Повествование в «Вие» ведется от лица человека, близко знающего народный быт и с полным доверием относящегося к тем легендарным происшествиям, о которых он рассказывает. Однако рассказчик в «Вие» не обозначен с той конкретностью, как в «Вечерах», хотя в то же время его манера, его сочный юмор и наивная вера в фантастическое проходят через всю повесть, определяют ее сказовую манеру. Рассказчик с эпическим спокойствием повествует о порядках бурсы, с добродушным юмором рисует своих героев, подчеркивая бытовые, комические детали, ярко характеризующие бурсаков. Здесь проявилось основное свойство гоголевского стиля – его юмор, который делает образы, созданные писателем, необычайно живыми, естественными, близкими читателю. Таков «богослов» Халява, «плечистый мужчина», имевший, по простодушно-лукавому замечанию рассказчика, «чрезвычайно странный нрав: все, что ни лежало, бывало, возле него, он непременно украдет».

В описании самых фантастических моментов повествователь не теряет этого чувства юмора. Так, говоря о старухе ведьме, явившейся в потемках к Хоме Бруту, рассказчик и в страшном подмечает смешное. Увидев шедшую к нему с распростертыми руками старуху, философ сначала воспринимает ее появление совершенно недвусмысленно: «Эге, ге! – подумал философ, – только нет, голубушка! устарела» Он отодвинулся немного подальше, но старуха без церемонии опять подошла к нему. «Слушай, бабуся! – сказал философ. – Теперь пост; а я такой человек, что и за тысячу золотых не захочу оскоромиться». Этот задорный юмор еще резче оттеняет бытовую, реалистическую основу повести, заставляет иронически воспринимать ее фантастику.
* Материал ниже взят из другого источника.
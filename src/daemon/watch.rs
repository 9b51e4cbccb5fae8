//! Rules change notifications for the control loop.

use crate::store::{RuleSetSource, SourceWatch};
use std::time::Duration;
use tokio::sync::mpsc;
use tokio::time::sleep;
use tracing::{debug, warn};

/// Debounced change events from a [`RuleSetSource`].
///
/// A disabled watch never fires.
#[derive(Debug)]
pub(crate) struct RulesWatch {
    rx: Option<mpsc::UnboundedReceiver<()>>,
    debounce: Duration,
    pending: bool,
    _guard: SourceWatch,
}

impl RulesWatch {
    pub(crate) fn disabled() -> Self {
        Self {
            rx: None,
            debounce: Duration::ZERO,
            pending: false,
            _guard: SourceWatch::default(),
        }
    }

    /// Subscribes to `source`. Falls back to a disabled watch when the source
    /// cannot be watched; reloads still work.
    pub(crate) fn start(source: &dyn RuleSetSource, debounce: Duration) -> Self {
        let (tx, rx) = mpsc::unbounded_channel();
        match source.watch(tx) {
            Ok(guard) => {
                debug!("Watching {} for changes", source.describe());
                Self {
                    rx: Some(rx),
                    debounce,
                    pending: false,
                    _guard: guard,
                }
            }
            Err(e) => {
                warn!("Not watching {}: {:#}", source.describe(), e);
                Self::disabled()
            }
        }
    }

    /// Resolves once a change arrived and `debounce` passed without another.
    ///
    /// Cancel safe: an event seen before cancellation is kept for the next call.
    pub(crate) async fn changed(&mut self) {
        loop {
            let Some(rx) = self.rx.as_mut() else {
                return std::future::pending().await;
            };

            if self.pending {
                sleep(self.debounce).await;
                let mut more = false;
                while rx.try_recv().is_ok() {
                    more = true;
                }
                if !more {
                    self.pending = false;
                    return;
                }
                continue;
            }

            if rx.recv().await.is_some() {
                self.pending = true;
            } else {
                self.rx = None;
            }
        }
    }
}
За фольклорными сказочно-легендарными мотивами повести неизменно проглядывают картины подлинной жизни, феодально-крепостнических порядков. Когда, например, испуганный страшными видениями Хома пытается отказаться от дальнейшего чтения псалтыря над гробом панночки, сотник выступает как жестокий и самовластный крепостник-феодал. «Слушай, философ! – сказал сотник, и голос его сделался крепок и грозен, – я не люблю этих выдумок. Ты можешь это делать в вашей бурсе. А у меня не так: я уже как отдеру, так не то, что ректор. Знаешь ли ты, что такое хорошие кожаные канчуки?
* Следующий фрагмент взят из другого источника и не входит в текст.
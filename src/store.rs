//! Rule set sources.
//!
//! The daemon reads its [`RuleSet`] through [`RuleSetSource`]. The default
//! source is a TOML file; a missing file means the built-in defaults only.
//! Sources also report changes so the daemon can hot-reload.

use crate::config::Config;
use crate::constants::{RULES_FILE_NAME, SYSTEM_RULES_PATH};
use crate::models::{AppMatcher, BindingRule, Layer, Predicate, RuleSet};
use crate::models::ruleset::DEFAULT_GLOBAL_LAYER_NAME;
use anyhow::{Context, Result};
use notify::{Event, EventKind, RecommendedWatcher, RecursiveMode, Watcher};
use serde::{Deserialize, Serialize};
use std::fs;
use std::path::{Path, PathBuf};
use std::sync::{Arc, Mutex};
use tokio::sync::mpsc;

/// Somewhere a [`RuleSet`] can be read from.
pub trait RuleSetSource: Send + Sync {
    /// Reads and validates the current rule set.
    ///
    /// Errors are recoverable: the caller keeps its previous rules.
    fn load(&self) -> Result<RuleSet>;

    /// Human-readable location, for logs.
    fn describe(&self) -> String;

    /// Sends `()` on `changes` whenever the source may have changed.
    ///
    /// Notifications stop when the returned guard is dropped. Bursts are not
    /// coalesced here.
    fn watch(&self, changes: mpsc::UnboundedSender<()>) -> Result<SourceWatch>;
}

/// Keeps a [`RuleSetSource::watch`] subscription alive.
#[derive(Default)]
pub struct SourceWatch {
    watcher: Option<RecommendedWatcher>,
}

impl std::fmt::Debug for SourceWatch {
    fn fmt(&self, f: &mut std::fmt::Formatter<'_>) -> std::fmt::Result {
        f.debug_struct("SourceWatch")
            .field("active", &self.watcher.is_some())
            .finish()
    }
}

/// On-disk layout of `rules.toml`.
#[derive(Debug, Clone, Serialize, Deserialize)]
#[serde(deny_unknown_fields)]
struct RuleFile {
    #[serde(default = "default_true")]
    base_layer: bool,
    #[serde(default)]
    appendix: String,
    #[serde(default)]
    global: GlobalSection,
    #[serde(default)]
    application: Vec<ApplicationSection>,
    #[serde(default)]
    conditional: Vec<ConditionalSection>,
}

const fn default_true() -> bool {
    true
}

#[derive(Debug, Clone, Default, Serialize, Deserialize)]
#[serde(deny_unknown_fields)]
struct GlobalSection {
    #[serde(default)]
    name: Option<String>,
    #[serde(default)]
    bindings: Vec<BindingRule>,
}

#[derive(Debug, Clone, Serialize, Deserialize)]
#[serde(deny_unknown_fields)]
struct ApplicationSection {
    name: String,
    #[serde(default, rename = "match")]
    matcher: Option<AppMatcher>,
    #[serde(default)]
    bindings: Vec<BindingRule>,
}

#[derive(Debug, Clone, Serialize, Deserialize)]
#[serde(deny_unknown_fields)]
struct ConditionalSection {
    name: String,
    when: Predicate,
    #[serde(default)]
    bindings: Vec<BindingRule>,
}

impl RuleFile {
    fn into_rule_set(self) -> Result<RuleSet> {
        let mut rules = RuleSet::new(self.base_layer);
        rules.raw_appendix = self.appendix;

        rules.global_layer = Layer::global(
            self.global
                .name
                .unwrap_or_else(|| DEFAULT_GLOBAL_LAYER_NAME.to_string()),
        );
        rules.global_layer.rules = self.global.bindings;

        for app in self.application {
            let mut layer = Layer::application(app.name);
            if let Some(matcher) = app.matcher {
                layer = layer.matching(matcher);
            }
            layer.rules = app.bindings;
            rules.add_application_layer(layer)?;
        }

        for cond in self.conditional {
            let mut layer = Layer::conditional(cond.name, cond.when);
            layer.rules = cond.bindings;
            rules.add_conditional_layer(layer)?;
        }

        rules.validate()?;
        Ok(rules)
    }
}

/// Parses and validates rule file contents.
pub fn parse_rules(content: &str) -> Result<RuleSet> {
    let file: RuleFile = toml::from_str(content).context("Failed to parse rules")?;
    file.into_rule_set()
}

/// A `rules.toml` file.
///
/// When the file does not exist and was not explicitly requested, loading
/// yields [`RuleSet::default`].
#[derive(Debug, Clone)]
pub struct TomlRuleStore {
    path: PathBuf,
    required: bool,
}

impl TomlRuleStore {
    /// Store for an explicitly chosen file; a missing file is an error.
    pub fn new(path: impl Into<PathBuf>) -> Self {
        Self {
            path: path.into(),
            required: true,
        }
    }

    /// Finds the rules file.
    ///
    /// Lookup order: the override, the user config dir, then the system-wide
    /// file. If none exist the user path is watched for creation.
    pub fn locate(override_path: Option<&Path>) -> Result<Self> {
        if let Some(path) = override_path {
            return Ok(Self::new(path));
        }

        let user = Config::config_dir()?.join(RULES_FILE_NAME);
        let system = PathBuf::from(SYSTEM_RULES_PATH);

        let path = if user.exists() || !system.exists() {
            user
        } else {
            system
        };

        Ok(Self {
            path,
            required: false,
        })
    }

    /// Path this store reads.
    #[must_use]
    pub fn path(&self) -> &Path {
        &self.path
    }
}

impl RuleSetSource for TomlRuleStore {
    fn load(&self) -> Result<RuleSet> {
        if !self.path.exists() {
            if self.required {
                anyhow::bail!("Rules file not found: {}", self.path.display());
            }
            return Ok(RuleSet::default());
        }

        let content = fs::read_to_string(&self.path)
            .context(format!("Failed to read rules file: {}", self.path.display()))?;

        parse_rules(&content).context(format!("Invalid rules file: {}", self.path.display()))
    }

    fn describe(&self) -> String {
        self.path.display().to_string()
    }

    fn watch(&self, changes: mpsc::UnboundedSender<()>) -> Result<SourceWatch> {
        let file_name = self
            .path
            .file_name()
            .map(ToOwned::to_owned)
            .context("Rules path has no file name")?;
        // Editors save through a temp file and rename, so watch the directory
        let dir = self
            .path
            .parent()
            .filter(|p| !p.as_os_str().is_empty())
            .unwrap_or_else(|| Path::new("."));

        let mut watcher = notify::recommended_watcher(move |res: notify::Result<Event>| {
            let Ok(event) = res else {
                return;
            };
            let relevant = matches!(
                event.kind,
                EventKind::Create(_) | EventKind::Modify(_) | EventKind::Remove(_)
            ) && event
                .paths
                .iter()
                .any(|p| p.file_name() == Some(file_name.as_os_str()));
            if relevant {
                let _ = changes.send(());
            }
        })
        .context("Failed to create file watcher")?;

        watcher
            .watch(dir, RecursiveMode::NonRecursive)
            .context(format!("Failed to watch {}", dir.display()))?;

        Ok(SourceWatch {
            watcher: Some(watcher),
        })
    }
}

/// In-memory source whose contents can be swapped at runtime.
///
/// Clones share state. Each update notifies every watcher.
#[derive(Debug, Clone)]
pub struct SharedRuleSource {
    inner: Arc<Mutex<SharedState>>,
}

#[derive(Debug)]
struct SharedState {
    rules: std::result::Result<RuleSet, String>,
    watchers: Vec<mpsc::UnboundedSender<()>>,
}

impl SharedRuleSource {
    /// Creates a source holding `rules`.
    #[must_use]
    pub fn new(rules: RuleSet) -> Self {
        Self {
            inner: Arc::new(Mutex::new(SharedState {
                rules: Ok(rules),
                watchers: Vec::new(),
            })),
        }
    }

    /// Replaces the rule set.
    pub fn set(&self, rules: RuleSet) {
        self.update(Ok(rules));
    }

    /// Makes subsequent loads fail with `message`.
    pub fn fail(&self, message: impl Into<String>) {
        self.update(Err(message.into()));
    }

    fn update(&self, rules: std::result::Result<RuleSet, String>) {
        let mut state = self.lock();
        state.rules = rules;
        state.watchers.retain(|tx| tx.send(()).is_ok());
    }

    fn lock(&self) -> std::sync::MutexGuard<'_, SharedState> {
        self.inner
            .lock()
            .unwrap_or_else(std::sync::PoisonError::into_inner)
    }
}

impl RuleSetSource for SharedRuleSource {
    fn load(&self) -> Result<RuleSet> {
        let state = self.lock();
        match &state.rules {
            Ok(rules) => Ok(rules.clone()),
            Err(message) => anyhow::bail!("{message}"),
        }
    }

    fn describe(&self) -> String {
        "in-memory rules".to_string()
    }

    fn watch(&self, changes: mpsc::UnboundedSender<()>) -> Result<SourceWatch> {
        self.lock().watchers.push(changes);
        Ok(SourceWatch::default())
    }
}

#[cfg(test)]
mod tests {
    use super::*;
    use crate::models::{Action, FunctionCall, Scope};
    use tempfile::TempDir;

    const SAMPLE: &str = r##"
appendix = "# custom"

[global]
bindings = [
  { trigger = "Cmd+Space", action = { launch = ["rofi", "-show", "drun"] } },
]

[[application]]
name = "Firefox"
bindings = [
  { trigger = "Cmd+T", action = "Ctrl+T" },
  { trigger = "Cmd+Shift+K", action = ["Ctrl+K", "Ctrl+U"] },
  { trigger = "Cmd+Y", action = { text = "hi" }, when = { hours = { from = 9, to = 17 } } },
]

[[application]]
name = "Code"
match = { ignore_case = "code" }

[[conditional]]
name = "Terminals"
when = { window_class = { pattern = "(?i)term" } }
bindings = [{ trigger = "Cmd+C", action = "Ctrl+Shift+C" }]
"##;

    #[test]
    fn test_parse_full_file() {
        let rules = parse_rules(SAMPLE).unwrap();
        assert!(rules.base_layer_enabled);
        assert_eq!(rules.raw_appendix, "# custom");
        assert_eq!(rules.global_layer.name, DEFAULT_GLOBAL_LAYER_NAME);
        assert_eq!(
            rules.global_layer.rules[0].action,
            Action::Call(FunctionCall::Launch(vec![
                "rofi".to_string(),
                "-show".to_string(),
                "drun".to_string()
            ]))
        );

        assert_eq!(rules.application_layers.len(), 2);
        let firefox = &rules.application_layers[0];
        assert_eq!(firefox.rules.len(), 3);
        assert_eq!(
            firefox.rules[2].predicate,
            Some(Predicate::Hours { from: 9, to: 17 })
        );
        assert_eq!(
            rules.application_layers[1].scope,
            Scope::PerApplication(AppMatcher::IgnoreCase("code".to_string()))
        );

        assert_eq!(rules.conditional_layers.len(), 1);
        assert_eq!(
            rules.conditional_layers[0].scope,
            Scope::Conditional(Predicate::WindowClass(AppMatcher::Pattern(
                "(?i)term".to_string()
            )))
        );
    }

    #[test]
    fn test_empty_file_is_defaults() {
        assert_eq!(parse_rules("").unwrap(), RuleSet::default());
    }

    #[test]
    fn test_base_layer_toggle() {
        let rules = parse_rules("base_layer = false").unwrap();
        assert!(!rules.base_layer_enabled);
    }

    #[test]
    fn test_duplicate_application_rejected() {
        let content = r#"
[[application]]
name = "Kitty"
[[application]]
name = "Kitty"
"#;
        let err = format!("{:#}", parse_rules(content).unwrap_err());
        assert!(err.contains("Duplicate"), "unexpected error: {err}");
    }

    #[test]
    fn test_empty_action_rejected() {
        let content = r#"
[global]
bindings = [{ trigger = "Cmd+T", action = "" }]
"#;
        assert!(parse_rules(content).is_err());
    }

    #[test]
    fn test_unknown_field_rejected() {
        assert!(parse_rules("base_layers = true").is_err());
    }

    #[test]
    fn test_store_missing_optional_file() {
        let temp = TempDir::new().unwrap();
        let store = TomlRuleStore {
            path: temp.path().join("rules.toml"),
            required: false,
        };
        assert_eq!(store.load().unwrap(), RuleSet::default());
    }

    #[test]
    fn test_store_missing_required_file() {
        let temp = TempDir::new().unwrap();
        let store = TomlRuleStore::new(temp.path().join("rules.toml"));
        assert!(store.load().is_err());
    }

    #[test]
    fn test_store_reads_file() {
        let temp = TempDir::new().unwrap();
        let path = temp.path().join("rules.toml");
        fs::write(&path, SAMPLE).unwrap();

        let store = TomlRuleStore::locate(Some(&path)).unwrap();
        assert_eq!(store.path(), path);
        assert_eq!(store.load().unwrap().application_layers.len(), 2);
    }

    #[tokio::test]
    async fn test_store_watch_reports_rewrite() {
        let temp = TempDir::new().unwrap();
        let path = temp.path().join("rules.toml");
        fs::write(&path, "base_layer = true").unwrap();

        let store = TomlRuleStore::new(&path);
        let (tx, mut rx) = mpsc::unbounded_channel();
        let _watch = store.watch(tx).unwrap();

        fs::write(temp.path().join("unrelated.txt"), "x").unwrap();
        fs::write(&path, "base_layer = false").unwrap();

        tokio::time::timeout(std::time::Duration::from_secs(5), rx.recv())
            .await
            .expect("no change notification")
            .unwrap();
    }

    #[test]
    fn test_store_watch_needs_directory() {
        let temp = TempDir::new().unwrap();
        let store = TomlRuleStore::new(temp.path().join("missing").join("rules.toml"));
        let (tx, _rx) = mpsc::unbounded_channel();
        assert!(store.watch(tx).is_err());
    }

    #[test]
    fn test_shared_source_updates() {
        let source = SharedRuleSource::new(RuleSet::default());
        let (tx, mut rx) = mpsc::unbounded_channel();
        let _watch = source.watch(tx).unwrap();
        assert!(rx.try_recv().is_err());

        source.set(RuleSet::new(false));
        assert!(!source.load().unwrap().base_layer_enabled);
        assert!(rx.try_recv().is_ok());

        source.fail("disk on fire");
        assert!(source.load().is_err());
        assert!(rx.try_recv().is_ok());
    }
}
– Как не знать! – сказал философ, понизив голос. – Всякому известно, что такое кожаные канчуки: при большом количестве – вещь нестерпимая.

– Да. Только ты не знаешь еще, как хлопцы мои умеют парить! – сказал сотник грозно, подымаясь на ноги, и лицо его приняло повелительное и свирепое выражение, обнаружившее весь необузданный его характер, усыпленный только на время горестью. – У меня прежде выпарят, потом вспрыснут горелкою, а после опять. Ступай, ступай! исправляй свое дело! Не исправишь – не встанешь; а исправишь – тысяча червонных!»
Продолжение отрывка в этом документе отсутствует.